Republic of Vietnam Gallantry Cross Unit Citation with Palm, confirmed in Department of the Army General Order 54, 1974

=== Campaign streamers ===

| Conflict | Streamer | Year(s) |
|---|---|---|
| World War II | Sicily (with arrowhead) | 1943 |
| World War II | Normandy | 1944 |
| World War II | Northern France | 1944 |
| World War II | Rhineland | 1944 |
| World War II | Ardennes–Alsace | 1944–1945 |
| World War II | Central Europe | 1945 |
| Korean War | UN Defensive | 1950 |
| Korean War | UN Offensive | 1950 |
| Korean War | CCF Intervention | 1950 |
| Korean War | First UN Counteroffensive | 1950 |
| Korean War | CCF Spring Offensive | 1951 |
| Korean War | UN Summer-Fall Offensive | 1951 |
| Korean War | Second Korean Winter | 1951–1952 |
| Korean War | Korea, Summer-Fall 1952 | 1952 |
| Korean War | Third Korean Winter | 1952–1953 |
| Korean War | Korea, Summer 1953 | 1953 |
| Vietnam War | Counteroffensive, Phase II | 1967 |
| Vietnam War | Counteroffensive, Phase III | 1967–1968 |
| Vietnam War | Tet Counteroffensive | 1968 |
| Vietnam War | Counteroffensive, Phase IV | 1968 |
| Vietnam War | Counteroffensive, Phase V | 1968 |
| Vietnam War | Counteroffensive, Phase VI | 1968–1969 |
| Vietnam War | Tet 69/Counteroffensive Consolidation I | 1969 |
| Vietnam War | Summer–Fall 1969 | 1969 |
| Vietnam War | Winter–Spring 1970 | 1969–1970 |
| Vietnam War | Sanctuary Counteroffensive | 1970 |
| Vietnam War | Counteroffensive, Phase VII | 1970–1971 |
| Vietnam War | Consolidation I | 1971 |
| Gulf War | Defense of Saudi Arabia | 1990–1991 |
| Gulf War | Liberation and Defense of Kuwait | 1991 |
| Gulf War | Cease-Fire | 1991 |

== Distinctive unit insignia ==
- Description
A Gold color metal and enamel device 1+5/32 in in height overall consisting of a shield blazoned: Gules, a pallet rompu Or, in sinister fess a dexter mailed clenched fist, couped at the wrist Proper.
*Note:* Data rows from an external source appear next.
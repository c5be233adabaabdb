//! Inbound message routing.
//!
//! A [`MessageRouter`] receives the lifecycle events of every connection it
//! serves. Both the client and the server variant delegate the per-message
//! work to a shared [`Dispatcher`]:
//!
//! - **Responses** complete the matching pending call.
//! - **Requests** run their registered handler on the worker pool and always
//!   produce exactly one response on the same connection.

pub mod client;
pub mod server;

pub use client::ClientRouter;
pub use server::{PeerTable, ServerRouter};

use crate::connection::ConnectionHandle;
use crate::message::Message;
use crate::pending::PendingCalls;
use crate::registry::{ServiceContext, ServiceHandler, ServiceRegistry};
use crate::response::Response;
use crate::worker::WorkerPool;
use crate::{Result, RpcError};
use futures::FutureExt;
use std::any::Any;
use std::panic::AssertUnwindSafe;
use std::sync::Arc;
use std::time::Duration;
use tracing::{debug, error, warn};

/// Receiver of connection lifecycle events.
#[async_trait::async_trait]
pub trait MessageRouter: Send + Sync + 'static {
    /// The connection is established and ready for writes.
    async fn on_active(&self, conn: &ConnectionHandle);

    /// A frame was decoded from the connection.
    async fn on_message(&self, conn: &ConnectionHandle, message: Message);

    /// The connection failed. The connection is closed afterwards either way.
    async fn on_error(&self, conn: &ConnectionHandle, error: &RpcError) {
        match error {
            RpcError::ReadTimeout(_) => warn!("Connection {} timed out: {}", conn, error),
            _ => error!("Connection {} error: {}", conn, error),
        }
        conn.close();
    }

    /// The connection is gone; nothing more can be written to it.
    async fn on_inactive(&self, conn: &ConnectionHandle);
}

/// Shared classification, execution and correlation logic.
pub struct Dispatcher {
    endpoint: String,
    registry: Arc<ServiceRegistry>,
    pool: WorkerPool,
    pending: PendingCalls,
}

impl Dispatcher {
    /// Must be called within a Tokio runtime: it spawns the worker pool.
    pub fn new(
        endpoint: impl Into<String>,
        registry: ServiceRegistry,
        worker_threads: usize,
        worker_queue_capacity: usize,
    ) -> Self {
        let endpoint = endpoint.into();
        Self {
            pool: WorkerPool::new(endpoint.clone(), worker_threads, worker_queue_capacity),
            endpoint,
            registry: Arc::new(registry),
            pending: PendingCalls::new(),
        }
    }

    pub fn registry(&self) -> &ServiceRegistry {
        &self.registry
    }

    pub fn pending(&self) -> &PendingCalls {
        &self.pending
    }

    /// Route one inbound message.
    pub async fn dispatch(&self, conn: &ConnectionHandle, message: Message) {
        if message.is_response {
            self.complete(message);
        } else {
            self.serve(conn, message).await;
        }
    }

    fn complete(&self, message: Message) {
        if !self.pending.contains(&message.request_id) {
            warn!(
                endpoint = %self.endpoint,
                request_id = %message.request_id,
                kind = %message.kind,
                "No pending call for response, dropping"
            );
            return;
        }

        let result = message.response();
        if let Err(e) = &result {
            error!(endpoint = %self.endpoint, kind = %message.kind, "Handle response message error: {}", e);
        }
        self.pending.complete(&message.request_id, result);
    }

    async fn serve(&self, conn: &ConnectionHandle, message: Message) {
        let Some(handler) = self.registry.get(&message.kind) else {
            debug!(endpoint = %self.endpoint, kind = %message.kind, "No service registered");
            let response = Response::error(RpcError::ServiceNotFound(message.kind.clone()).to_string());
            reply(conn, &message, &response).await;
            return;
        };

        let request = message.clone();
        let job_conn = conn.clone();
        let job = async move {
            let response = invoke(handler, &job_conn, &message).await;
            reply(&job_conn, &message, &response).await;
        }
        .boxed();

        if let Err(e) = self.pool.execute(job).await {
            warn!(endpoint = %self.endpoint, kind = %request.kind, "Rejecting request: {}", e);
            reply(conn, &request, &Response::error(e.to_string())).await;
        }
    }

    /// Write `message` to `conn` and wait for the correlated response.
    ///
    /// `peer` names the remote side in errors and logs.
    pub async fn call(&self, conn: &ConnectionHandle, peer: &str, message: Message) -> Result<Response> {
        let request_id = message.request_id.clone();
        let rx = self
            .pending
            .register(&request_id, &message.kind, peer, conn.id())?;
        let mut guard = CancelOnDrop {
            pending: &self.pending,
            request_id: &request_id,
        };

        conn.send(message).await?;

        // The connection may have been swept between registration and the
        // write; if so nobody else will resolve the call.
        if conn.is_closed() && self.pending.cancel(&request_id) {
            return Err(RpcError::not_active(peer));
        }

        let result = rx.await.map_err(|_| RpcError::not_active(peer))?;
        guard.disarm();
        result
    }

    /// Stop the worker pool and fail every call still waiting.
    pub async fn shutdown(&self, grace: Duration) {
        self.pool.shutdown(grace).await;
        let failed = self.pending.fail_all();
        if failed > 0 {
            debug!(endpoint = %self.endpoint, failed, "Failed pending calls on shutdown");
        }
    }
}

/// Removes a pending call if the caller stops waiting before it resolves.
struct CancelOnDrop<'a> {
    pending: &'a PendingCalls,
    request_id: &'a str,
}

impl CancelOnDrop<'_> {
    fn disarm(&mut self) {
        self.request_id = "";
    }
}

impl Drop for CancelOnDrop<'_> {
    fn drop(&mut self) {
        if !self.request_id.is_empty() {
            self.pending.cancel(self.request_id);
        }
    }
}

async fn invoke(handler: Arc<dyn ServiceHandler>, conn: &ConnectionHandle, message: &Message) -> Response {
    let payload = match message.payload_map() {
        Ok(payload) => payload,
        Err(e) => {
            warn!(kind = %message.kind, "Invalid request payload: {}", e);
            return Response::error(format!("invalid payload for [{}]: {}", message.kind, e));
        }
    };
    let ctx = ServiceContext::new(message.kind.clone(), message.request_id.clone(), conn.clone());

    match AssertUnwindSafe(handler.handle(ctx, payload)).catch_unwind().await {
        Ok(Ok(response)) => response,
        Ok(Err(e)) => {
            error!(kind = %message.kind, "Handle service error: {:#}", e);
            Response::error(e.to_string())
        }
        Err(panic) => {
            let reason = panic_message(panic.as_ref());
            error!(kind = %message.kind, "Service panicked: {}", reason);
            Response::error(reason)
        }
    }
}

fn panic_message(panic: &(dyn Any + Send)) -> String {
    if let Some(s) = panic.downcast_ref::<&str>() {
        (*s).to_string()
    } else if let Some(s) = panic.downcast_ref::<String>() {
        s.clone()
    } else {
        "service panicked".to_string()
    }
}

async fn reply(conn: &ConnectionHandle, request: &Message, response: &Response) {
    let message = match request.respond(response) {
        Ok(message) => message,
        Err(e) => {
            error!(kind = %request.kind, "Failed to encode response: {}", e);
            match request.respond(&Response::error(format!("failed to encode response: {}", e))) {
                Ok(message) => message,
                Err(_) => return,
            }
        }
    };

    let error = match conn.send(message).await {
        Ok(()) => return,
        Err(e @ RpcError::Protocol { .. }) => e,
        Err(e) => {
            debug!(kind = %request.kind, "Could not write response to {}: {}", conn, e);
            return;
        }
    };

    // The reply does not fit in a frame; tell the caller instead of
    // leaving it waiting.
    warn!(kind = %request.kind, "Response to {} rejected: {}", conn, error);
    let fallback = Response::error(format!("response too large: {}", error));
    let sent = match request.respond(&fallback) {
        Ok(message) => conn.send(message).await,
        Err(e) => Err(e),
    };
    if let Err(e) = sent {
        debug!(kind = %request.kind, "Could not write response to {}: {}", conn, e);
    }
}
//! Server side of the dispatch router.
//!
//! Clients announce themselves by name through heartbeats; the [`PeerTable`]
//! maps each name to the connection it last pinged on.

use super::{Dispatcher, MessageRouter};
use crate::config::RpcConfig;
use crate::connection::{ConnectionHandle, ConnectionId};
use crate::liveness::LivenessContext;
use crate::message::{Message, Payload};
use crate::registry::{ServiceContext, ServiceRegistry};
use crate::response::Response;
use crate::{Result, RpcError};
use dashmap::DashMap;
use std::sync::atomic::{AtomicBool, Ordering};
use std::sync::Arc;
use std::time::Duration;
use tracing::{debug, info};

/// Client name to liveness context.
pub struct PeerTable {
    peers: DashMap<String, LivenessContext>,
    heartbeat_period: Duration,
}

impl PeerTable {
    pub fn new(heartbeat_period: Duration) -> Self {
        Self {
            peers: DashMap::new(),
            heartbeat_period,
        }
    }

    /// Record a heartbeat from `name` arriving on `conn`.
    ///
    /// A ping on a different connection than the recorded one rebinds the
    /// name to it.
    pub fn record_heartbeat(&self, name: &str, conn: &ConnectionHandle) {
        let mut context = self.peers.entry(name.to_string()).or_default();
        let bound = context.handle().map(|h| h.id()) == Some(conn.id());
        if bound {
            context.touch();
        } else {
            context.attach(conn.clone());
            info!(client = %name, "Client bound to {}", conn);
        }
    }

    /// Unbind every name still bound to `connection`. Returns those names.
    pub fn detach_connection(&self, connection: ConnectionId) -> Vec<String> {
        let mut detached = Vec::new();
        for mut entry in self.peers.iter_mut() {
            if entry.value_mut().detach(connection) {
                detached.push(entry.key().clone());
            }
        }
        detached
    }

    /// Names of live clients, sorted.
    pub fn active(&self) -> Vec<String> {
        let mut names: Vec<String> = self
            .peers
            .iter()
            .filter(|entry| entry.value().is_live(self.heartbeat_period))
            .map(|entry| entry.key().clone())
            .collect();
        names.sort();
        names
    }

    pub fn is_active(&self, name: &str) -> bool {
        self.live_handle(name).is_some()
    }

    pub fn live_handle(&self, name: &str) -> Option<ConnectionHandle> {
        self.peers
            .get(name)
            .and_then(|context| context.live_handle(self.heartbeat_period).cloned())
    }

    /// Handle bound to `name`, live or not.
    pub fn handle(&self, name: &str) -> Option<ConnectionHandle> {
        self.peers
            .get(name)
            .and_then(|context| context.handle().cloned())
    }

    pub fn get(&self, name: &str) -> Option<LivenessContext> {
        self.peers.get(name).map(|context| context.value().clone())
    }
}

/// Service answering client heartbeats. Expects `{"name": <client name>}`.
pub fn ping_service(
    peers: Arc<PeerTable>,
) -> impl Fn(ServiceContext, Payload) -> futures::future::Ready<anyhow::Result<Response>>
       + Send
       + Sync
       + 'static {
    move |ctx: ServiceContext, payload: Payload| {
        let result = match payload.get("name").and_then(|v| v.as_str()) {
            Some(name) if !name.is_empty() => {
                peers.record_heartbeat(name, ctx.connection());
                Ok(Response::ok())
            }
            _ => Err(anyhow::anyhow!("ping requires a client name")),
        };
        futures::future::ready(result)
    }
}

/// Router for every connection accepted by a server.
pub struct ServerRouter {
    name: String,
    dispatcher: Dispatcher,
    peers: Arc<PeerTable>,
    connections: DashMap<ConnectionId, ConnectionHandle>,
    stopped: AtomicBool,
}

impl ServerRouter {
    /// `registry` must already carry the ping service bound to `peers`.
    /// Must be called within a Tokio runtime.
    pub fn new(
        name: impl Into<String>,
        config: &RpcConfig,
        registry: ServiceRegistry,
        peers: Arc<PeerTable>,
    ) -> Self {
        let name = name.into();
        Self {
            dispatcher: Dispatcher::new(
                format!("server-{}", name),
                registry,
                config.worker_threads,
                config.worker_queue_capacity,
            ),
            name,
            peers,
            connections: DashMap::new(),
            stopped: AtomicBool::new(false),
        }
    }

    pub fn name(&self) -> &str {
        &self.name
    }

    pub fn dispatcher(&self) -> &Dispatcher {
        &self.dispatcher
    }

    pub fn peers(&self) -> &PeerTable {
        &self.peers
    }

    pub fn connection_count(&self) -> usize {
        self.connections.len()
    }

    pub fn active_clients(&self) -> Vec<String> {
        self.peers.active()
    }

    pub fn is_active(&self, name: &str) -> bool {
        self.peers.is_active(name)
    }

    /// Call a service on the client registered as `name`.
    pub async fn send_to_client(&self, name: &str, kind: &str, payload: &Payload) -> Result<Response> {
        if self.stopped.load(Ordering::Acquire) {
            return Err(RpcError::Stopped);
        }
        let conn = self
            .peers
            .live_handle(name)
            .ok_or_else(|| RpcError::not_active(name))?;

        let message = Message::request(kind, payload)?;
        self.dispatcher.call(&conn, name, message).await
    }

    /// Close the connection bound to `name`. Returns false if there is none.
    pub fn disconnect_client(&self, name: &str) -> bool {
        match self.peers.handle(name) {
            Some(conn) => {
                info!(server = %self.name, client = %name, "Closing client connection {}", conn);
                conn.close();
                true
            }
            None => false,
        }
    }

    /// Close every connection and stop the worker pool.
    pub async fn shutdown(&self, grace: Duration) {
        self.stopped.store(true, Ordering::Release);
        for entry in self.connections.iter() {
            entry.value().close();
        }
        self.dispatcher.shutdown(grace).await;
    }
}

#[async_trait::async_trait]
impl MessageRouter for ServerRouter {
    async fn on_active(&self, conn: &ConnectionHandle) {
        if self.stopped.load(Ordering::Acquire) {
            conn.close();
            return;
        }
        self.connections.insert(conn.id(), conn.clone());
        debug!(server = %self.name, "Connection {} active", conn);
    }

    async fn on_message(&self, conn: &ConnectionHandle, message: Message) {
        self.dispatcher.dispatch(conn, message).await;
    }

    async fn on_inactive(&self, conn: &ConnectionHandle) {
        self.connections.remove(&conn.id());
        for name in self.peers.detach_connection(conn.id()) {
            info!(server = %self.name, client = %name, "Client connection {} inactive", conn);
        }
        self.dispatcher.pending().fail_connection(conn.id());
    }
}

#[cfg(test)]
mod tests {
    use super::*;
    use crate::config::RpcDefaults;
    use serde_json::json;
    use tokio::sync::mpsc;

    const PERIOD: Duration = Duration::from_secs(5);

    fn connection() -> (ConnectionHandle, mpsc::Receiver<Message>) {
        let (tx, rx) = mpsc::channel(8);
        (ConnectionHandle::new(tx, None), rx)
    }

    fn router() -> ServerRouter {
        let config = RpcConfig::default().with_worker_threads(1);
        let peers = Arc::new(PeerTable::new(config.heartbeat_period));
        let mut registry = ServiceRegistry::new();
        registry.register(RpcDefaults::HEARTBEAT_SERVICE, ping_service(peers.clone()));
        ServerRouter::new("test", &config, registry, peers)
    }

    fn ping(name: Option<&str>) -> Message {
        let mut payload = Payload::new();
        if let Some(name) = name {
            payload.insert("name".into(), json!(name));
        }
        Message::request("ping", &payload).unwrap()
    }

    #[tokio::test]
    async fn test_ping_registers_client() {
        let router = router();
        let (conn, mut outbound) = connection();
        router.on_active(&conn).await;
        assert!(router.active_clients().is_empty());

        router.on_message(&conn, ping(Some("agent1"))).await;
        let reply = outbound.recv().await.unwrap();
        assert!(reply.response().unwrap().is_success());

        assert_eq!(router.active_clients(), vec!["agent1".to_string()]);
        assert!(router.is_active("agent1"));
        assert!(!router.is_active("agent2"));
    }

    #[tokio::test]
    async fn test_ping_without_name_is_an_error_response() {
        let router = router();
        let (conn, mut outbound) = connection();
        router.on_active(&conn).await;

        router.on_message(&conn, ping(None)).await;
        let response = outbound.recv().await.unwrap().response().unwrap();
        assert!(!response.is_success());
        assert!(router.active_clients().is_empty());
    }

    #[tokio::test]
    async fn test_inactive_connection_unbinds_client() {
        let router = router();
        let (conn, mut outbound) = connection();
        router.on_active(&conn).await;
        router.on_message(&conn, ping(Some("agent1"))).await;
        outbound.recv().await.unwrap();

        conn.close();
        router.on_inactive(&conn).await;

        assert!(router.active_clients().is_empty());
        assert!(matches!(
            router.send_to_client("agent1", "execute", &Payload::new()).await,
            Err(RpcError::ConnectionNotActive { peer }) if peer == "agent1"
        ));
    }

    #[tokio::test]
    async fn test_reconnected_client_survives_stale_inactive() {
        let peers = PeerTable::new(PERIOD);
        let (old, _old_rx) = connection();
        let (new, _new_rx) = connection();

        peers.record_heartbeat("agent1", &old);
        peers.record_heartbeat("agent1", &new);

        assert!(peers.detach_connection(old.id()).is_empty());
        assert!(peers.is_active("agent1"));
        assert_eq!(peers.live_handle("agent1").map(|h| h.id()), Some(new.id()));

        assert_eq!(peers.detach_connection(new.id()), vec!["agent1".to_string()]);
        assert!(!peers.is_active("agent1"));
    }

    #[tokio::test(start_paused = true)]
    async fn test_expired_client_not_active() {
        let peers = PeerTable::new(PERIOD);
        let (conn, _rx) = connection();
        peers.record_heartbeat("agent1", &conn);
        peers.record_heartbeat("agent2", &conn);

        tokio::time::advance(PERIOD).await;
        peers.record_heartbeat("agent2", &conn);
        tokio::time::advance(PERIOD + Duration::from_millis(1)).await;

        assert_eq!(peers.active(), vec!["agent2".to_string()]);
        assert!(peers.live_handle("agent1").is_none());
        assert!(peers.handle("agent1").is_some());
    }

    #[tokio::test]
    async fn test_active_clients_sorted() {
        let peers = PeerTable::new(PERIOD);
        for name in ["zeta", "alpha", "mid"] {
            let (conn, _rx) = connection();
            peers.record_heartbeat(name, &conn);
        }
        assert_eq!(peers.active(), vec!["alpha", "mid", "zeta"]);
    }

    #[tokio::test]
    async fn test_send_after_shutdown_is_refused() {
        let router = router();
        router.shutdown(Duration::from_millis(10)).await;
        assert!(matches!(
            router.send_to_client("agent1", "execute", &Payload::new()).await,
            Err(RpcError::Stopped)
        ));
    }
}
Attached below and to the sides of the shield a Red scroll inscribed “BRAVE CANNONS” in Gold letters.
- Symbolism
Scarlet and yellow are the colors used for Artillery. The mailed fist symbolizes the armored attack of the organization.
- Background
The distinctive unit insignia was originally approved for the 92nd Armored Field Artillery Battalion on 20 June 1942. It was redesignated for the 92d Artillery Regiment on 12 November 1958. The insignia was redesignated effective 1 September 1971, for the 92d Field Artillery Regiment.

==Coat of arms==

=== Blazon ===
- Shield
Gules, a pallet rompu Or, in sinister fess a dexter mailed clenched fist, couped at the wrist Proper.
- Crest
On a wreath of the colors Argent and Gules a castle of the first with entrance arch Sanguine and two turrets inflamed Proper the battlements between the turrets supporting a Rose of Sharon also Proper and in base a bow fesswise Sable with drawstring Or armed with a fire arrow point up palewise inflamed all Proper.
- Motto: Brave Cannons.

=== Symbolism ===
- Shield
Scarlet and yellow are the colors used for Artillery. The mailed fist symbolizes the armored attack of the organization.
- Crest
The fire arrow hurled from an arbalest, an early artillery weapon, symbolizes the mission of the battalion. The shape of the bow further alludes to the Battle of the Bulge in which the unit participated. The flames refer to the fire support provided in the Normandy invasion for which they were awarded the Presidential Unit Citation. The arrow further alludes to their assault landings and the medieval castle traditionally represents the areas in which the unit fought during World War II: Europe, France and Germany. The Rose of Sharon (the Korean national flower) symbolizes service in Korea for which they were awarded the Korean Presidential Unit Citation.
- Background
The coat of arms was originally approved for the 92nd Armored Field Artillery Battalion on 24 June 1942. It was redesignated for the 92d Artillery Regiment on 12 November 1958. It was amended to add a crest on 19 October 1965. The insignia was redesignated effective 1 September 1971, for the 92d Field Artillery Regiment.